Jemma: (after long pause) You should make better movies.
Holden: (after slightest beat) Yes, I should.
It’s one of the sublimest little moments I remember of Late Robin: a willingness to take the air out of himself, as easily as he would do the same to you.
Not that I was much of a student of him, though he was unavoidable for most of my adult life. Some of his grown-up work really affected me. His part in the bewildering Terry Gilliam fever-dream The Fisher King, for sure – and of course Good Will Hunting, where he finally grounded the manic humanities-crossed savior of Dead Poet’s Society that showed me the teacher I wanted to be for the first five years or so. (No point linking any of those movies – they are ubiquitous, part of the culture.)
He did a lot of forgettable grown-up stuff, too, to my eyes, and a lot of humor too broad to be pardoned. We found the barely-middling Man of the Year in our rented beach house this summer and suffered through a lot of it. Especially his continued willingness to do ethnic and sexual stereotypes that really can’t be countenanced in 2014, when so many others have moved past him.
He seemed game throughout that turkey of a film, though, up for anything. I was touched by the extras feature that showed him working the crowd in the debate scene between takes, performing as his own warm-up man, apparently out of nothing other than the compulsive desire to complete himself through others’ laughter that seems to lie at the heart of so many durable comics’ drive. (Plenty of amateur psychiatric ink will be spilled on this point in the coming days, to be sure, so I’ll spare you any more.)
I can’t see him as a grown-up, though. I have to be the fan I was of him first. That is, he was – apart from Donny and Marie, obviously – probably the first famous person I was a true, fall-over fan of. And by “him,” of course I mean Mork.

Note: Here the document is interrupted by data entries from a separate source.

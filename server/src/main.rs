use clap::Parser;
use log::info;
use server::network::Server;
use shared::SimConfig;
use std::time::Duration;

/// Command line arguments for the authoritative server
#[derive(Parser, Debug)]
#[clap(author, version, about)]
struct Args {
    /// Server IP address to bind to
    #[clap(short = 'H', long, default_value = "127.0.0.1")]
    host: String,
    /// Server port to listen on
    #[clap(short, long, default_value = "8080")]
    port: u16,
    /// Tick rate (simulation updates per second)
    #[clap(short, long, default_value = "30")]
    tick_rate: u32,
    /// Maximum number of concurrent clients
    #[clap(short, long, default_value = "16")]
    max_clients: usize,
    /// Unit movement speed in world units per second
    #[clap(long, default_value_t = shared::UNIT_SPEED)]
    unit_speed: f32,
    /// Planar distance at which a moving unit counts as arrived
    #[clap(long, default_value_t = shared::ARRIVAL_RADIUS)]
    arrival_radius: f32,
    /// Largest formation offset preserved by a group move
    #[clap(long, default_value_t = shared::MAX_FORMATION_OFFSET)]
    max_formation_offset: f32,
    /// Units spawned per player
    #[clap(long, default_value_t = shared::UNITS_PER_PLAYER)]
    units_per_player: usize,
}

#[tokio::main]
async fn main() -> Result<(), Box<dyn std::error::Error>> {
    env_logger::init();

    let args = Args::parse();

    let config = SimConfig {
        unit_speed: args.unit_speed,
        arrival_radius: args.arrival_radius,
        max_formation_offset: args.max_formation_offset,
        units_per_player: args.units_per_player,
        ..SimConfig::default()
    };

    let address = format!("{}:{}", args.host, args.port);
    let tick_duration = Duration::from_secs_f32(1.0 / args.tick_rate as f32);

    let mut server = Server::new(&address, tick_duration, args.max_clients, config).await?;

    tokio::select! {
        result = server.run() => {
            result?;
        }
        _ = tokio::signal::ctrl_c() => {
            info!("Received Ctrl+C, shutting down");
        }
    }

    Ok(())
}
impl Server {
    pub async fn new(
        addr: &str,
        tick_duration: Duration,
        max_clients: usize,
        config: SimConfig,
    ) -> Result<Self, Box<dyn std::error::Error>> {
        let socket = Arc::new(UdpSocket::bind(addr).await?);
        info!("Server listening on {}", addr);

        let (server_tx, server_rx) = mpsc::unbounded_channel();
        let (game_tx, game_rx) = mpsc::unbounded_channel();

        Ok(Server {
            socket,
            clients: Arc::new(RwLock::new(ClientManager::new(max_clients))),
            game_state: GameState::new(config),
            tick_duration,
            phase: SessionPhase::NotRunning,
            pending_commands: Vec::new(),
            server_tx,
            server_rx,
            game_tx,
            game_rx,
        })
    }

    pub fn phase(&self) -> SessionPhase {
        self.phase
    }

    /// Spawns the task that continuously listens for incoming packets
    async fn spawn_network_receiver(&self) {
        let socket = Arc::clone(&self.socket);
        let server_tx = self.server_tx.clone();

        tokio::spawn(async move {
            let mut buffer = [0u8; 4096];

            loop {
                match socket.recv_from(&mut buffer).await {
                    Ok((len, addr)) => {
                        if let Ok(packet) = deserialize::<Packet>(&buffer[0..len]) {
                            if let Err(e) =
                                server_tx.send(ServerMessage::PacketReceived { packet, addr })
                            {
                                error!("Failed to send packet to main loop: {}", e);
                                break;
                            }
                        } else {
                            warn!("Failed to deserialize packet from {}", addr);
                        }
                    }
                    Err(e) => {
                        error!("Error receiving packet: {}", e);
                        tokio::time::sleep(Duration::from_millis(10)).await;
                    }
                }
            }
        });
    }

    /// Spawns the task that processes the outgoing packet queue
    async fn spawn_network_sender(&mut self) {
        let socket = Arc::clone(&self.socket);
        let clients = Arc::clone(&self.clients);
        let mut game_rx = std::mem::replace(&mut self.game_rx, mpsc::unbounded_channel().1);

        tokio::spawn(async move {
            while let Some(message) = game_rx.recv().await {
                match message {
                    GameMessage::SendPacket { packet, addr } => {
                        if let Err(e) = Self::send_packet_impl(&socket, &packet, addr).await {
                            error!("Failed to send packet to {}: {}", addr, e);
                        }
                    }
                    GameMessage::BroadcastPacket { packet } => {
                        let client_addrs = {
                            let clients_guard = clients.read().await;
                            clients_guard.get_client_addrs()
                        };

                        for (client_id, addr) in client_addrs {
                            if let Err(e) = Self::send_packet_impl(&socket, &packet, addr).await {
                                error!("Failed to send to client {}: {}", client_id, e);
                            }
                        }
                    }
                }
            }
        });
    }

    /// Spawns the task that sweeps for timed-out clients
    async fn spawn_timeout_checker(&self) {
        let clients = Arc::clone(&self.clients);
        let server_tx = self.server_tx.clone();

        tokio::spawn(async move {
            let mut interval = tokio::time::interval(Duration::from_secs(1));

            loop {
                interval.tick().await;

                let timed_out = {
                    let mut clients_guard = clients.write().await;
                    clients_guard.check_timeouts(CLIENT_TIMEOUT)
                };

                for client_id in timed_out {
                    if let Err(e) = server_tx.send(ServerMessage::ClientTimeout { client_id }) {
                        error!("Failed to send timeout message: {}", e);
                        break;
                    }
                }
            }
        });
    }

    async fn send_packet_impl(
        socket: &UdpSocket,
        packet: &Packet,
        addr: SocketAddr,
    ) -> Result<(), Box<dyn std::error::Error>> {
        let data = serialize(packet)?;
        socket.send_to(&data, addr).await?;
        Ok(())
    }

    async fn send_packet(&self, packet: &Packet, addr: SocketAddr) {
        if let Err(e) = self.game_tx.send(GameMessage::SendPacket {
            packet: packet.clone(),
            addr,
        }) {
            error!("Failed to queue packet for sending: {}", e);
        }
    }

    async fn broadcast_packet(&self, packet: &Packet) {
        if let Err(e) = self.game_tx.send(GameMessage::BroadcastPacket {
            packet: packet.clone(),
        }) {
            error!("Failed to queue broadcast packet: {}", e);
        }
    }

    /// Attributes incoming packets and either queues commands for the next
    /// tick or updates connection state immediately.
    async fn handle_packet(&mut self, packet: Packet, addr: SocketAddr) {
        match packet {
            Packet::Connect { client_version } => {
                info!(
                    "Client connecting from {} (version: {})",
                    addr, client_version
                );

                if client_version != PROTOCOL_VERSION {
                    let response = Packet::Disconnected {
                        reason: "Protocol version mismatch".to_string(),
                    };
                    self.send_packet(&response, addr).await;
                    return;
                }

                // A reconnect from the same address replaces the old session
                let existing_client_id = {
                    let clients = self.clients.read().await;
                    clients.find_client_by_addr(addr)
                };

                if let Some(existing_id) = existing_client_id {
                    info!("Removing existing client {} from {}", existing_id, addr);
                    let mut clients = self.clients.write().await;
                    clients.remove_client(&existing_id);
                    self.game_state.remove_player(&existing_id);
                }

                let client_id = {
                    let mut clients = self.clients.write().await;
                    clients.add_client(addr)
                };

                if let Some(client_id) = client_id {
                    self.game_state.add_player(client_id);
                    let response = Packet::Connected { client_id };
                    self.send_packet(&response, addr).await;

                    // Post-join sync: the new client gets the full existing
                    // state right away instead of waiting for the next
                    // broadcast, driven by the join event itself.
                    let sync = self.build_snapshot();
                    self.send_packet(&sync, addr).await;
                } else {
                    let response = Packet::Disconnected {
                        reason: "Server full".to_string(),
                    };
                    self.send_packet(&response, addr).await;
                }
            }

            Packet::CursorInput { tick, position } => {
                let client_id = {
                    let clients = self.clients.read().await;
                    clients.find_client_by_addr(addr)
                };

                if let Some(client_id) = client_id {
                    let mut clients = self.clients.write().await;
                    clients.add_sample(client_id, CursorSample { tick, position });
                }
            }

            Packet::MoveUnits {
                tick,
                target,
                unit_ids,
            } => {
                if let Some(client_id) = self.resolve_command_issuer(addr).await {
                    self.pending_commands.push((
                        client_id,
                        Command::MoveUnits {
                            tick,
                            target,
                            unit_ids,
                        },
                    ));
                }
            }

            Packet::RequestRespawn { tick } => {
                if let Some(client_id) = self.resolve_command_issuer(addr).await {
                    self.pending_commands
                        .push((client_id, Command::RequestRespawn { tick }));
                }
            }

            Packet::Disconnect => {
                let client_id = {
                    let clients = self.clients.read().await;
                    clients.find_client_by_addr(addr)
                };

                if let Some(client_id) = client_id {
                    let mut clients = self.clients.write().await;
                    clients.remove_client(&client_id);
                    self.game_state.remove_player(&client_id);
                }
            }

            _ => {
                warn!("Unexpected packet type from client at {}", addr);
            }
        }
    }

    /// Resolves the issuing player of a command packet. Commands from
    /// unknown addresses are dropped; there is nobody to answer to.
    async fn resolve_command_issuer(&self, addr: SocketAddr) -> Option<PlayerId> {
        let client_id = {
            let clients = self.clients.read().await;
            clients.find_client_by_addr(addr)
        };

        match client_id {
            Some(client_id) => {
                let mut clients = self.clients.write().await;
                clients.touch(client_id);
                Some(client_id)
            }
            None => {
                debug!("Dropping command from unconnected address {}", addr);
                None
            }
        }
    }

    /// One authoritative tick: apply queued commands, echo the latest
    /// cursor samples, advance every unit, broadcast the result.
    async fn tick(&mut self, dt: f32) {
        let commands = std::mem::take(&mut self.pending_commands);
        for (issuer, command) in commands {
            self.game_state.apply_command(issuer, command);
        }

        let samples = {
            let mut clients = self.clients.write().await;
            clients.take_samples()
        };
        for (client_id, position) in samples {
            self.game_state.set_cursor(client_id, position);
        }

        self.game_state.step(dt);
        self.broadcast_snapshot().await;
    }

    fn build_snapshot(&self) -> Packet {
        let (units, cursors) = self.game_state.snapshot();

        // Take the timestamp as close to transmission as possible
        let timestamp = SystemTime::now()
            .duration_since(UNIX_EPOCH)
            .unwrap_or(Duration::from_secs(0))
            .as_millis();
        let timestamp_safe = (timestamp.min(u64::MAX as u128)) as u64;

        Packet::Snapshot {
            tick: self.game_state.tick,
            timestamp: timestamp_safe,
            units,
            cursors,
        }
    }

    async fn broadcast_snapshot(&mut self) {
        let client_count = {
            let clients = self.clients.read().await;
            clients.len()
        };

        if client_count == 0 {
            return;
        }

        let packet = self.build_snapshot();
        self.broadcast_packet(&packet).await;
    }

    /// Main server loop coordinating all operations
    pub async fn run(&mut self) -> Result<(), Box<dyn std::error::Error>> {
        self.phase = SessionPhase::Connecting;
        self.spawn_network_receiver().await;
        self.spawn_network_sender().await;
        self.spawn_timeout_checker().await;

        let mut tick_interval = interval(self.tick_duration);
        let mut last_tick = Instant::now();

        self.phase = SessionPhase::Running;
        info!("Server started successfully");

        loop {
            tokio::select! {
                message = self.server_rx.recv() => {
                    match message {
                        Some(ServerMessage::PacketReceived { packet, addr }) => {
                            self.handle_packet(packet, addr).await;
                        },
                        Some(ServerMessage::ClientTimeout { client_id }) => {
                            self.game_state.remove_player(&client_id);
                        },
                        Some(ServerMessage::Shutdown) | None => {
                            info!("Server shutting down");
                            self.phase = SessionPhase::ShuttingDown;
                            break;
                        }
                    }
                },

                _ = tick_interval.tick() => {
                    let now = Instant::now();
                    let mut dt = now.duration_since(last_tick).as_secs_f32();
                    last_tick = now;

                    if dt > MAX_TICK_DELTA {
                        warn!(
                            "Large tick delta detected ({:.3}s), capping to {:.3}s",
                            dt, MAX_TICK_DELTA
                        );
                        dt = MAX_TICK_DELTA;
                    }

                    self.tick(dt).await;

                    // Periodic health logging
                    if self.game_state.tick % 150 == 0 {
                        let client_count = {
                            let clients = self.clients.read().await;
                            clients.len()
                        };

                        if client_count > 0 {
                            debug!(
                                "Tick {}: {} clients, {} units, {:.1}Hz",
                                self.game_state.tick,
                                client_count,
                                self.game_state.units().len(),
                                1.0 / dt
                            );
                        }
                    }
                },
            }
        }

        self.phase = SessionPhase::NotRunning;
        Ok(())
    }
}
//! Client connection handling and the participant-side main loop.

use crate::game::ClientGameState;
use crate::input::{CommandClock, InputManager, PointerSource};
use bincode::{deserialize, serialize};
use log::{error, info, warn};
use shared::{Packet, PlayerId, SimConfig, Vec3, PROTOCOL_VERSION};
use std::net::SocketAddr;
use std::time::{Duration, Instant};
use tokio::net::UdpSocket;
use tokio::time::interval;

pub struct Client {
    socket: UdpSocket,
    server_addr: SocketAddr,
    client_id: Option<PlayerId>,
    connected: bool,

    game_state: ClientGameState,
    input_manager: InputManager,
    command_clock: CommandClock,

    /// When set, the run loop periodically orders every owned unit to the
    /// current pointer position. Used by the headless binary to exercise
    /// the command path without a UI.
    auto_command_interval: Option<Duration>,
}

impl Client {
    pub async fn new(
        server_addr: &str,
        config: SimConfig,
        auto_command_interval: Option<Duration>,
    ) -> Result<Self, Box<dyn std::error::Error>> {
        let socket = UdpSocket::bind("0.0.0.0:0").await?;
        let server_addr = server_addr.parse()?;

        Ok(Client {
            socket,
            server_addr,
            client_id: None,
            connected: false,
            game_state: ClientGameState::new(config),
            input_manager: InputManager::new(Duration::from_millis(16)),
            command_clock: CommandClock::new(),
            auto_command_interval,
        })
    }

    pub fn game_state(&self) -> &ClientGameState {
        &self.game_state
    }

    pub fn game_state_mut(&mut self) -> &mut ClientGameState {
        &mut self.game_state
    }

    pub fn client_id(&self) -> Option<PlayerId> {
        self.client_id
    }

    pub fn is_connected(&self) -> bool {
        self.connected
    }

    async fn connect(&mut self) -> Result<(), Box<dyn std::error::Error>> {
        info!("Connecting to server...");

        let packet = Packet::Connect {
            client_version: PROTOCOL_VERSION,
        };
        self.send_packet(&packet).await?;

        Ok(())
    }

    async fn send_packet(&self, packet: &Packet) -> Result<(), Box<dyn std::error::Error>> {
        let data = serialize(packet)?;
        self.socket.send_to(&data, self.server_addr).await?;
        Ok(())
    }

    async fn handle_packet(&mut self, packet: Packet) {
        match packet {
            Packet::Connected { client_id } => {
                info!("Connected! Client ID: {}", client_id);
                self.client_id = Some(client_id);
                self.connected = true;
            }

            Packet::Snapshot {
                tick,
                timestamp: _,
                units,
                cursors,
            } => {
                self.game_state
                    .apply_snapshot(tick, units, cursors, self.client_id);
            }

            Packet::Disconnected { reason } => {
                warn!("Disconnected: {}", reason);
                self.connected = false;
                self.client_id = None;
            }

            _ => {
                warn!("Unexpected packet type");
            }
        }
    }

    /// Orders the currently selected units to `target`: the prediction
    /// shadow is seeded immediately, the authoritative command goes out on
    /// the wire. An empty selection sends nothing.
    pub async fn send_move(&mut self, target: Vec3) -> Result<(), Box<dyn std::error::Error>> {
        if !self.connected {
            return Ok(());
        }

        let tick = self.command_clock.next();
        let unit_ids = self.game_state.plan_local_move(tick, target);
        if unit_ids.is_empty() {
            return Ok(());
        }

        let packet = Packet::MoveUnits {
            tick,
            target,
            unit_ids,
        };
        self.send_packet(&packet).await?;
        Ok(())
    }

    pub async fn send_respawn(&mut self) -> Result<(), Box<dyn std::error::Error>> {
        if !self.connected {
            return Ok(());
        }

        let tick = self.command_clock.next();
        self.send_packet(&Packet::RequestRespawn { tick }).await?;
        Ok(())
    }

    /// Selects all units the local player owns. The headless binary uses
    /// this in place of a drag-box; a UI would drive the selection methods
    /// on the game state directly.
    pub fn select_all_owned(&mut self) {
        if let Some(local) = self.client_id {
            let ids: Vec<_> = self
                .game_state
                .confirmed_units()
                .filter(|u| u.owner == local)
                .map(|u| u.id)
                .collect();
            for id in ids {
                self.game_state.select(id, local);
            }
        }
    }

    /// Main client loop: receive snapshots, forward pointer samples, run
    /// prediction between snapshots.
    pub async fn run<P: PointerSource>(
        &mut self,
        mut pointer: P,
    ) -> Result<(), Box<dyn std::error::Error>> {
        self.connect().await?;

        let mut input_interval = interval(Duration::from_millis(16));
        let mut prediction_interval = interval(Duration::from_millis(16));
        let mut auto_command_interval =
            interval(self.auto_command_interval.unwrap_or(Duration::from_secs(3600)));

        let mut buffer = [0u8; 4096];
        let mut last_prediction = Instant::now();

        loop {
            tokio::select! {
                result = self.socket.recv_from(&mut buffer) => {
                    match result {
                        Ok((len, _)) => {
                            if let Ok(packet) = deserialize::<Packet>(&buffer[0..len]) {
                                self.handle_packet(packet).await;
                            }
                        },
                        Err(e) => error!("Error receiving packet: {}", e),
                    }
                },

                _ = input_interval.tick() => {
                    if self.connected {
                        if let Some(position) = pointer.sample_pointer() {
                            if let Some(packet) = self.input_manager.update(position) {
                                if let Err(e) = self.send_packet(&packet).await {
                                    error!("Error sending input: {}", e);
                                }
                            }
                        }
                    }
                },

                _ = prediction_interval.tick() => {
                    // Step by measured elapsed time, not the nominal
                    // interval; the two drift apart under load.
                    let now = Instant::now();
                    let dt = now.duration_since(last_prediction).as_secs_f32();
                    last_prediction = now;
                    self.game_state.update_prediction(dt);
                },

                _ = auto_command_interval.tick(), if self.auto_command_interval.is_some() => {
                    if self.connected {
                        self.select_all_owned();
                        let target = self.input_manager.current_position();
                        if let Err(e) = self.send_move(target).await {
                            error!("Error sending move command: {}", e);
                        }
                    }
                },

                _ = tokio::signal::ctrl_c() => {
                    info!("Shutting down client");
                    break;
                },
            }
        }

        if self.connected {
            let _ = self.send_packet(&Packet::Disconnect).await;
        }

        Ok(())
    }
}
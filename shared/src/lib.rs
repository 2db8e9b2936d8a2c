//! Types and logic shared between the authoritative server and clients.
//!
//! The simulation rules in [`unit`] and [`formation`] are used verbatim on
//! both sides of the wire: the server runs them as the source of truth,
//! clients may run the same code locally to mask latency while waiting for
//! the next authoritative snapshot. Keeping one implementation here is what
//! makes that prediction converge instead of drift.

pub mod formation;
pub mod math;
pub mod protocol;
pub mod unit;

pub use formation::plan_group_move;
pub use math::Vec3;
pub use protocol::Packet;
pub use unit::{Cursor, Unit};

/// Stable identifier of a commandable unit.
pub type UnitId = u32;
/// Identifier of a connected participant.
pub type PlayerId = u32;

pub const PROTOCOL_VERSION: u32 = 1;

/// Default ground speed of a moving unit, world units per second.
pub const UNIT_SPEED: f32 = 5.0;
/// Planar distance below which a moving unit is considered arrived.
pub const ARRIVAL_RADIUS: f32 = 1.0;
/// Largest formation offset preserved by a group move.
pub const MAX_FORMATION_OFFSET: f32 = 6.0;
/// Units spawned per player on join and on respawn.
pub const UNITS_PER_PLAYER: usize = 5;
/// Distance of the four fixed quadrant spawn anchors from the origin.
pub const SPAWN_ANCHOR_EXTENT: f32 = 20.0;
/// Radius of the disc used for randomized anchors past the fourth player.
pub const SPAWN_JITTER_RADIUS: f32 = 25.0;
/// Radius of the ring a player's unit batch is placed on around its anchor.
pub const SPAWN_RING_RADIUS: f32 = 2.0;
/// Number of cosmetic color slots cycled through by join order.
pub const COLOR_COUNT: u8 = 8;

/// Simulation tuning knobs.
///
/// Every distance/speed threshold the movement rules depend on lives here so
/// server binaries can override them from the command line and clients can
/// predict with the exact same values they were configured with.
#[derive(Debug, Clone, Copy)]
pub struct SimConfig {
    pub unit_speed: f32,
    pub arrival_radius: f32,
    pub max_formation_offset: f32,
    pub units_per_player: usize,
    pub spawn_anchor_extent: f32,
    pub spawn_jitter_radius: f32,
}

impl Default for SimConfig {
    fn default() -> Self {
        Self {
            unit_speed: UNIT_SPEED,
            arrival_radius: ARRIVAL_RADIUS,
            max_formation_offset: MAX_FORMATION_OFFSET,
            units_per_player: UNITS_PER_PLAYER,
            spawn_anchor_extent: SPAWN_ANCHOR_EXTENT,
            spawn_jitter_radius: SPAWN_JITTER_RADIUS,
        }
    }
}

#[cfg(test)]
mod tests {
    use super::*;

    #[test]
    fn test_default_config_matches_constants() {
        let config = SimConfig::default();
        assert_eq!(config.unit_speed, UNIT_SPEED);
        assert_eq!(config.arrival_radius, ARRIVAL_RADIUS);
        assert_eq!(config.max_formation_offset, MAX_FORMATION_OFFSET);
        assert_eq!(config.units_per_player, UNITS_PER_PLAYER);
    }

    #[test]
    fn test_config_is_copy() {
        let config = SimConfig::default();
        let copy = config;
        assert_eq!(copy.arrival_radius, config.arrival_radius);
    }
}
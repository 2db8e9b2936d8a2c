//! Per-unit movement state machine and the cursor entity.
//!
//! A unit is either idle (`target == None`) or moving toward a target.
//! Targets are only accepted through [`Unit::try_set_target`], which gates
//! every command behind a strictly increasing command tick. That single rule
//! is what keeps unit state convergent when commands are duplicated or
//! delivered out of order by the transport.

use crate::math::Vec3;
use crate::{PlayerId, SimConfig, UnitId};
use serde::{Deserialize, Serialize};

/// A commandable mobile entity.
///
/// `position`, `target` and `last_command_tick` are authoritative state:
/// only the server mutates them, clients hold read-only replicas (plus an
/// optional prediction copy that is thrown away on every snapshot).
#[derive(Debug, Clone, PartialEq, Serialize, Deserialize)]
pub struct Unit {
    pub id: UnitId,
    /// Controlling player. Set at spawn, never changed by commands.
    pub owner: PlayerId,
    pub position: Vec3,
    /// Destination while moving. `None` means idle; the invariant that a
    /// moving unit always has a real destination holds by construction.
    pub target: Option<Vec3>,
    /// Tick of the most recently accepted command for this unit.
    pub last_command_tick: u32,
    /// Cosmetic grouping index, assigned at spawn and replicated.
    pub color_index: u8,
}

impl Unit {
    pub fn new(id: UnitId, owner: PlayerId, position: Vec3, color_index: u8) -> Self {
        Self {
            id,
            owner,
            position,
            target: None,
            last_command_tick: 0,
            color_index,
        }
    }

    /// True while the unit has a live destination.
    pub fn is_moving(&self) -> bool {
        self.target.is_some()
    }

    /// Applies the command admission rule: the new target is accepted only
    /// if `tick` is strictly greater than the last accepted command tick.
    /// Ties are duplicates and are rejected. Returns whether it took effect.
    pub fn try_set_target(&mut self, target: Vec3, tick: u32) -> bool {
        if tick <= self.last_command_tick {
            return false;
        }
        self.last_command_tick = tick;
        self.target = Some(target);
        true
    }

    /// Advances the unit by one simulation step.
    ///
    /// Moving units translate straight toward the target on the ground
    /// plane. A unit closer to its target than the arrival radius clears the
    /// target and goes idle instead of moving. Idle units do not move at all.
    pub fn step(&mut self, dt: f32, config: &SimConfig) {
        let target = match self.target {
            Some(target) => target,
            None => return,
        };

        let remaining = self.position.ground_distance_to(&target);
        if remaining < config.arrival_radius {
            self.target = None;
            return;
        }

        // Never step past the destination: a large dt or high speed would
        // otherwise overshoot by more than the arrival radius and leave the
        // unit bouncing across the target forever.
        let direction = (target - self.position).ground_normalized();
        let step = (config.unit_speed * dt).min(remaining);
        self.position = self.position + direction * step;

        // The step may land inside the arrival radius; clear immediately so
        // the unit never oscillates around its destination.
        if self.position.ground_distance_to(&target) < config.arrival_radius {
            self.target = None;
        }
    }
}

/// Per-player pointer entity.
///
/// The position is written once per tick by the server from that player's
/// latest input sample and replicated to everyone for display.
#[derive(Debug, Clone, PartialEq, Serialize, Deserialize)]
pub struct Cursor {
    pub owner: PlayerId,
    pub position: Vec3,
    pub color_index: u8,
}

impl Cursor {
    pub fn new(owner: PlayerId, color_index: u8) -> Self {
        Self {
            owner,
            position: Vec3::default(),
            color_index,
        }
    }
}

Mork who I met when I was nine, the alien who talked like another nine year-old. So fast, so silly, apparently so tuned to nothing other than the rattling possibilities in his head and the response he was getting from the people around him of laughter but also shock, surprise, disbelief. I didn’t think you could do that on TV. I didn’t think anyone else talked like that except my friends and me in the back of the car coming home from church, revving through jokes and Muppet Show skits and – now – Mork and Mindy sketches, best as we could remember them pre-VHS, pre-anything. Mork gave us permission to be silly, over-the-top-hurts-to-laugh-anymore silly. And we were, to the dismay of all grown-ups who witnessed us. Way beyond what grown-ups could countenance as silly enough, loud enough, for long enough. Me and Brendan and Tim and Ian, terrorizing the world with our mouths and hands and our faces and our staggering capacity for uncut, industrial-strength silliness.
He blew my nine year-old mind. I had rainbow suspenders, just like him – even had the courage to wear them to school, once. My kids received a box set of the first season of M&M a few years ago, and it’s been in heavy rotation with them ever since. The show itself hasn’t worn well; the reliable 70s sitcom rhythms were pretty hard to slip, and are almost unwatchable post-Seinfeld and everything else. But there he is, doing the same thing he just did, and did, and did. The cast stands agape for many of his ad-libs. They must have become tiresome. Compulsively funny people are sometimes. Tiresome. Like nine year-olds.
I tried to find a clip of Robin and Jonathan Winters to post, but couldn’t find any that were consistently funny. Which seems to be, perhaps, one of Robin’s legacies: that comedy isn’t pretty, and sometimes it isn’t even funny. But there is much to be said for continuing to throw the spaghetti against the wall until something sticks, isn’t there. “You should make better movies.” True…and, sometimes, he did.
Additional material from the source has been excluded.